Introduction of Two Portfolio Margin Models

  • Segregated Portfolio Margin and Cross Collateral: Deribit is launching two versions of its portfolio margin model. The Segregated Portfolio Margin model will be launched first, followed by the Cross Collateral model in April 2024. The main difference between the two models is the treatment of currencies on a segregated basis or in aggregate.

Key Changes to the Portfolio Margin Model

  • Balance Reflective: The new model recognizes the unique risks of unbalanced positions by margining these higher, while offering reduced margin requirements for well-balanced positions.
  • Improved Initial Margin Accuracy: The new model calculates initial margins more precisely, ensuring long options are not over-collateralized. This allows traders to utilize their capital more effectively.
  • Comprehensive Market Move Analysis: The new model adopts a broader view of potential market movements, adjusting margin requirements only when the projected loss is substantial.

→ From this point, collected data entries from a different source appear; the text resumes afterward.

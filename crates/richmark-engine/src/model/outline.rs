use std::fmt::Write;

use crate::model::{Node, NodeKind};

/// Renders a tree as an indented outline, one node per line.
///
/// Ids are left out so the output is stable across runs; it is what the CLI
/// `tree` command prints and what snapshot tests compare against.
pub fn outline(node: &Node) -> String {
    let mut out = String::new();
    write_outline(node, 0, &mut out);
    out
}

fn write_outline(node: &Node, depth: usize, out: &mut String) {
    let indent = "  ".repeat(depth);
    let _ = writeln!(out, "{indent}{}", label(&node.kind));
    for child in &node.children {
        write_outline(child, depth + 1, out);
    }
}

fn label(kind: &NodeKind) -> String {
    match kind {
        NodeKind::Heading(level) => format!("Heading({level})"),
        NodeKind::Text(text) => format!("Text {text:?}"),
        NodeKind::Link { target } => format!("Link {target:?}"),
        NodeKind::Image { target, alt } => format!("Image {target:?} alt={alt:?}"),
        NodeKind::Checkbox { checked: true } => "Checkbox [x]".to_string(),
        NodeKind::Checkbox { checked: false } => "Checkbox [ ]".to_string(),
        NodeKind::Element { tag } => format!("Element <{tag}>"),
        other => format!("{other:?}"),
    }
}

Removal of Limit Caps and Contingencies

  • Removal of Short Vega Limit Cap: The new model will not impose a short vega limit cap, as it takes into account larger market moves and charges additional margin accordingly.
  • Removal of Option and Futures Contingency: The new model will not have an additional option contingency due to the enlarged scenario range in the extended risk matrix. It also replaces future contingency with a delta and roll shock-based method, adopting a more nuanced, risk-sensitive approach to futures margining.

Upcoming Enhancements

  • Collateral Offset and Multi Currency Cross-Collateral Capabilities: Deribit’s short-term roadmap includes the introduction of collateral offset for USDC-settled altcoin options when holding the underlying coin, and the launch of full multi currency cross-collateral capabilities in April 2024.

Actionable Insights

  • Consider the New Portfolio Margin Models: Traders should consider the new portfolio margin models introduced by Deribit. The Segregated Portfolio Margin and Cross Collateral models offer different treatments of currencies, which could impact trading strategies.
  • Assess the Impact of Improved Initial Margin Accuracy: Traders should assess the impact of the improved initial margin accuracy on their trading. The new model’s more precise calculations could allow for more effective capital utilization.
  • Understand the Implications of the Removal of Limit Caps and Contingencies: Traders should understand the implications of the removal of the short vega limit cap and option and futures contingencies. These changes could affect risk management strategies.
  • Stay Informed About Upcoming Enhancements: Traders should stay informed about Deribit’s upcoming enhancements, including the introduction of collateral offset for USDC-settled altcoin options and the launch of full multi currency cross-collateral capabilities.